Quince minutos más tarde, aparece mi parcero. Estamos en Perú, Aguas Verdes, nuevamente a la deriva. David se ríe y chocamos palmas.

Pasan los horas, el desconcierto. La caída al mundo libre es una colisión inexplicable. Atardece y estamos tan aturdidos que no hacemos nada. Nada más que observar un mapa para ver en que dirección vamos a avanzar. Nos sentamos a cenar afuera de la casa de una doña, a cien metros del puesto policial, frente a una cancha de fútbol, donde están jugando un partido.
Brindamos por la libertad bebiendo Inka cola.

Aterriza la noche.

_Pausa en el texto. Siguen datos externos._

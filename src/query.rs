//! Breakpoint queries and their CSS media-query form.

use indexmap::IndexMap;
use serde::{Deserialize, Serialize};
use tracing::trace;

use crate::error::{BreakpointError, Result};
use crate::responsive::{AtRanges, BreakpointMap, at_range, next_breakpoint, width_of};

/// A condition on the viewport width, expressed in terms of breakpoint names.
///
/// Serializes with the same keys component props use, e.g.
/// `{"lessThan":"md"}` or `{"between":["sm","lg"]}`.
#[derive(Debug, Clone, PartialEq, Eq, Hash, Serialize, Deserialize)]
#[serde(rename_all = "camelCase")]
pub enum MediaQuery {
    /// Only within the range owned by the breakpoint.
    At(String),
    LessThan(String),
    /// At or above the breakpoint *after* this one.
    GreaterThan(String),
    GreaterThanOrEqual(String),
    /// From the first breakpoint up to, but excluding, the second.
    Between(String, String),
}

impl MediaQuery {
    /// The props key naming this kind of query.
    pub fn kind(&self) -> &'static str {
        match self {
            MediaQuery::At(_) => "at",
            MediaQuery::LessThan(_) => "lessThan",
            MediaQuery::GreaterThan(_) => "greaterThan",
            MediaQuery::GreaterThanOrEqual(_) => "greaterThanOrEqual",
            MediaQuery::Between(..) => "between",
        }
    }
}

/// Breakpoint props as a component receives them: every field optional.
///
/// At most one field is expected to be set. When several are, formatting
/// and visibility resolve them in different orders; see [`query`] and
/// [`visibility_query`].
///
/// [`query`]: BreakpointProps::query
/// [`visibility_query`]: BreakpointProps::visibility_query
#[derive(Debug, Clone, Default, PartialEq, Eq, Serialize, Deserialize)]
#[serde(rename_all = "camelCase")]
pub struct BreakpointProps {
    #[serde(default, skip_serializing_if = "Option::is_none")]
    pub at: Option<String>,
    #[serde(default, skip_serializing_if = "Option::is_none")]
    pub less_than: Option<String>,
    #[serde(default, skip_serializing_if = "Option::is_none")]
    pub greater_than: Option<String>,
    #[serde(default, skip_serializing_if = "Option::is_none")]
    pub greater_than_or_equal: Option<String>,
    #[serde(default, skip_serializing_if = "Option::is_none")]
    pub between: Option<(String, String)>,
}

fn set(field: &Option<String>) -> Option<String> {
    field.as_ref().filter(|name| !name.is_empty()).cloned()
}

impl BreakpointProps {
    fn range_query(&self) -> Option<MediaQuery> {
        set(&self.less_than)
            .map(MediaQuery::LessThan)
            .or_else(|| set(&self.greater_than).map(MediaQuery::GreaterThan))
            .or_else(|| {
                set(&self.greater_than_or_equal).map(MediaQuery::GreaterThanOrEqual)
            })
            .or_else(|| {
                self.between
                    .clone()
                    .map(|(from, to)| MediaQuery::Between(from, to))
            })
    }

    /// The query to format, if any field is set.
    ///
    /// The first set field wins in the order `lessThan`, `greaterThan`,
    /// `greaterThanOrEqual`, `between`, then `at`. Empty names count as unset.
    pub fn query(&self) -> Option<MediaQuery> {
        self.range_query().or_else(|| set(&self.at).map(MediaQuery::At))
    }

    /// The query to pass to [`should_render`](crate::should_render).
    ///
    /// Same as [`query`](BreakpointProps::query), except `at` takes
    /// precedence over every other field.
    pub fn visibility_query(&self) -> Option<MediaQuery> {
        set(&self.at)
            .map(MediaQuery::At)
            .or_else(|| self.range_query())
    }
}

impl TryFrom<&BreakpointProps> for MediaQuery {
    type Error = BreakpointError;

    fn try_from(props: &BreakpointProps) -> Result<Self> {
        props
            .query()
            .ok_or_else(|| BreakpointError::UnrecognizedDescriptor {
                descriptor: serde_json::to_string(props)
                    .unwrap_or_else(|_| format!("{props:?}")),
            })
    }
}

impl TryFrom<BreakpointProps> for MediaQuery {
    type Error = BreakpointError;

    fn try_from(props: BreakpointProps) -> Result<Self> {
        MediaQuery::try_from(&props)
    }
}

impl From<MediaQuery> for BreakpointProps {
    fn from(query: MediaQuery) -> Self {
        let mut props = BreakpointProps::default();
        match query {
            MediaQuery::At(name) => props.at = Some(name),
            MediaQuery::LessThan(name) => props.less_than = Some(name),
            MediaQuery::GreaterThan(name) => props.greater_than = Some(name),
            MediaQuery::GreaterThanOrEqual(name) => props.greater_than_or_equal = Some(name),
            MediaQuery::Between(from, to) => props.between = Some((from, to)),
        }
        props
    }
}

fn max_width(width: u32) -> i64 {
    i64::from(width) - 1
}

/// Formats `query` as a CSS media condition, e.g. `(min-width:768px)`.
///
/// No `@media` prefix is added.
pub fn create_breakpoint_query(
    breakpoints: &BreakpointMap,
    sorted_breakpoints: &[String],
    query: &MediaQuery,
) -> Result<String> {
    let css = match query {
        MediaQuery::At(name) => {
            let range = MediaQuery::from(at_range(sorted_breakpoints, name)?);
            return create_breakpoint_query(breakpoints, sorted_breakpoints, &range);
        }
        MediaQuery::LessThan(name) => {
            let width = width_of(breakpoints, name)?;
            format!("(max-width:{}px)", max_width(width))
        }
        MediaQuery::GreaterThan(name) => {
            let next = next_breakpoint(sorted_breakpoints, name)?;
            let width = width_of(breakpoints, next)?;
            format!("(min-width:{width}px)")
        }
        MediaQuery::GreaterThanOrEqual(name) => {
            let width = width_of(breakpoints, name)?;
            format!("(min-width:{width}px)")
        }
        MediaQuery::Between(from, to) => {
            let from_width = width_of(breakpoints, from)?;
            let to_width = width_of(breakpoints, to)?;
            format!(
                "(min-width:{from_width}px) and (max-width:{}px)",
                max_width(to_width)
            )
        }
    };
    trace!(?query, %css, "created breakpoint query");
    Ok(css)
}

/// Formats the query for every range, keyed by the breakpoint owning it.
pub fn create_at_breakpoint_queries(
    breakpoints: &BreakpointMap,
    sorted_breakpoints: &[String],
    at_ranges: &AtRanges,
) -> Result<IndexMap<String, String>> {
    at_ranges
        .iter()
        .map(|(name, range)| {
            let css =
                create_breakpoint_query(breakpoints, sorted_breakpoints, &range.to_query())?;
            Ok((name.clone(), css))
        })
        .collect()
}
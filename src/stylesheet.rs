//! Stylesheet that hides responsive content outside its breakpoint range.
//!
//! Markup rendered ahead of time for several breakpoints carries one class
//! per query (see [`class_name`]). Shipping this stylesheet with it lets the
//! browser hide whichever copies don't apply to the current viewport.

use crate::error::Result;
use crate::query::{MediaQuery, create_breakpoint_query};
use crate::responsive::BreakpointMap;

pub const DEFAULT_CLASS_PREFIX: &str = "floem";

/// The class marking content rendered for `query`,
/// e.g. `floem-greaterThanOrEqual-md` or `floem-between-sm-lg`.
pub fn class_name(prefix: &str, query: &MediaQuery) -> String {
    let names = match query {
        MediaQuery::At(name)
        | MediaQuery::LessThan(name)
        | MediaQuery::GreaterThan(name)
        | MediaQuery::GreaterThanOrEqual(name) => name.clone(),
        MediaQuery::Between(from, to) => format!("{from}-{to}"),
    };
    format!("{prefix}-{}-{names}", query.kind())
}

/// Every query a stylesheet needs a rule for.
fn media_queries(sorted_breakpoints: &[String]) -> Vec<MediaQuery> {
    let mut queries = Vec::new();
    let last = sorted_breakpoints.len().saturating_sub(1);

    queries.extend(sorted_breakpoints.iter().cloned().map(MediaQuery::At));
    queries.extend(
        sorted_breakpoints
            .iter()
            .skip(1)
            .cloned()
            .map(MediaQuery::LessThan),
    );
    queries.extend(
        sorted_breakpoints
            .iter()
            .take(last)
            .cloned()
            .map(MediaQuery::GreaterThan),
    );
    queries.extend(
        sorted_breakpoints
            .iter()
            .cloned()
            .map(MediaQuery::GreaterThanOrEqual),
    );
    for (i, from) in sorted_breakpoints.iter().enumerate() {
        for to in &sorted_breakpoints[i + 1..] {
            queries.push(MediaQuery::Between(from.clone(), to.clone()));
        }
    }
    queries
}

/// Builds the stylesheet, one rule per line.
pub fn create_media_style(
    breakpoints: &BreakpointMap,
    sorted_breakpoints: &[String],
    class_prefix: &str,
) -> Result<String> {
    let mut rules = vec![format!(".{class_prefix}-container{{margin:0;padding:0;}}")];
    for query in media_queries(sorted_breakpoints) {
        let css = create_breakpoint_query(breakpoints, sorted_breakpoints, &query)?;
        rules.push(format!(
            "@media not all and {css}{{.{}{{display:none!important;}}}}",
            class_name(class_prefix, &query)
        ));
    }
    Ok(rules.join("\n"))
}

Antes de cancelar la cuenta, probando un delicioso plato de comida casera, dos personas en moto con armas en las manos abren fuego en dirección a la cancha de fútbol. Estalla pólvora en el aire.
Instantáneamente bajamos la cabeza, y más de uno se entierra de jeta en el piso, tragando tierra y pavor.
La moto rápidamente acelera su andar, y los jugadores cuál cucarachas de una grasienta cocina, desaparecen de la zona iluminada. Al parecer nadie recibió ningún impacto de proyectil. Falsa alarma. Cosa de todos los días, afirma la doña. Cancelamos la cuenta. Regresamos al puesto policial bajo la oscuridad de la noche, donde ya no hay nadie, y rodeados de anónimos demonios, cautelosamente en un rinconcito de cemento nos fuimos a dormir.